**EXERCISE AIM**
Produce an exact transcript of all the records.

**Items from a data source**

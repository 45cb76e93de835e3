//! Overlay handles, tags and styles

use serde::{Deserialize, Serialize};
use serde_json::Value;

/// Opaque GeoJSON-compatible document, rendered as-is
#[derive(Debug, Clone, PartialEq, Serialize, Deserialize)]
#[serde(transparent)]
pub struct GeoDocument(pub Value);

/// Handle of a drawn overlay, unique within a map session
#[derive(Debug, Clone, Copy, PartialEq, Eq, PartialOrd, Ord, Hash, Serialize, Deserialize)]
#[serde(transparent)]
pub struct OverlayId(pub u64);

/// What an overlay represents, independent of how it looks
#[derive(Debug, Clone, PartialEq, Eq, Hash, Serialize, Deserialize)]
#[serde(rename_all = "snake_case", tag = "kind", content = "name")]
pub enum OverlayTag {
    Isochrone,
    Custom(String),
}

/// Stroke style of an overlay
#[derive(Debug, Clone, PartialEq, Serialize, Deserialize)]
pub struct OverlayStyle {
    /// CSS color, e.g. `#ff7800`
    pub color: String,
    /// Stroke weight in pixels
    pub weight: f32,
    /// Stroke opacity (0.0-1.0)
    pub opacity: f32,
}

impl OverlayStyle {
    /// Style colors are compared without regard to case
    #[must_use]
    pub fn has_color(&self, color: &str) -> bool {
        self.color.eq_ignore_ascii_case(color)
    }
}

impl Default for OverlayStyle {
    fn default() -> Self {
        Self {
            color: "#ff7800".to_string(),
            weight: 2.0,
            opacity: 0.65,
        }
    }
}

#[derive(Debug, Clone, PartialEq, Serialize, Deserialize)]
pub struct Overlay {
    pub id: OverlayId,
    pub tag: OverlayTag,
    pub style: OverlayStyle,
    pub geometry: GeoDocument,
}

**RESPONSE TO THIS TASK**
repository 45cb76e93de835e3
//! Overlay handles, tags and styles

use serde::{Deserialize, Serialize};
use serde_json::Value;

/// Opaque GeoJSON-compatible document, rendered as-is
#[derive(Debug, Clone, PartialEq, Serialize, Deserialize)]
#[serde(transparent)]
pub struct GeoDocument(pub Value);

/// Handle of a drawn overlay, unique within a map session
#[derive(Debug, Clone, Copy, PartialEq, Eq, PartialOrd, Ord, Hash, Serialize, Deserialize)]
#[serde(transparent)]
pub struct OverlayId(pub u64);

/// What an overlay represents, independent of how it looks
#[derive(Debug, Clone, PartialEq, Eq, Hash, Serialize, Deserialize)]
#[serde(rename_all = "snake_case", tag = "kind", content = "name")]
pub enum OverlayTag {
    Isochrone,
    Custom(String),
}

/// Stroke style of an overlay
#[derive(Debug, Clone, PartialEq, Serialize, Deserialize)]
pub struct OverlayStyle {
    /// CSS color, e.g. `#ff7800`
    pub color: String,
    /// Stroke weight in pixels
    pub weight: f32,
    /// Stroke opacity (0.0-1.0)
    pub opacity: f32,
}

impl OverlayStyle {
    /// Style colors are compared without regard to case
    #[must_use]
    pub fn has_color(&self, color: &str) -> bool {
        self.color.eq_ignore_ascii_case(color)
    }
}

impl Default for OverlayStyle {
    fn default() -> Self {
        Self {
            color: "#ff7800".to_string(),
            weight: 2.0,
            opacity: 0.65,
        }
    }
}

#[derive(Debug, Clone, PartialEq, Serialize, Deserialize)]
pub struct Overlay {
    pub id: OverlayId,
    pub tag: OverlayTag,
    pub style: OverlayStyle,
    pub geometry: GeoDocument,
}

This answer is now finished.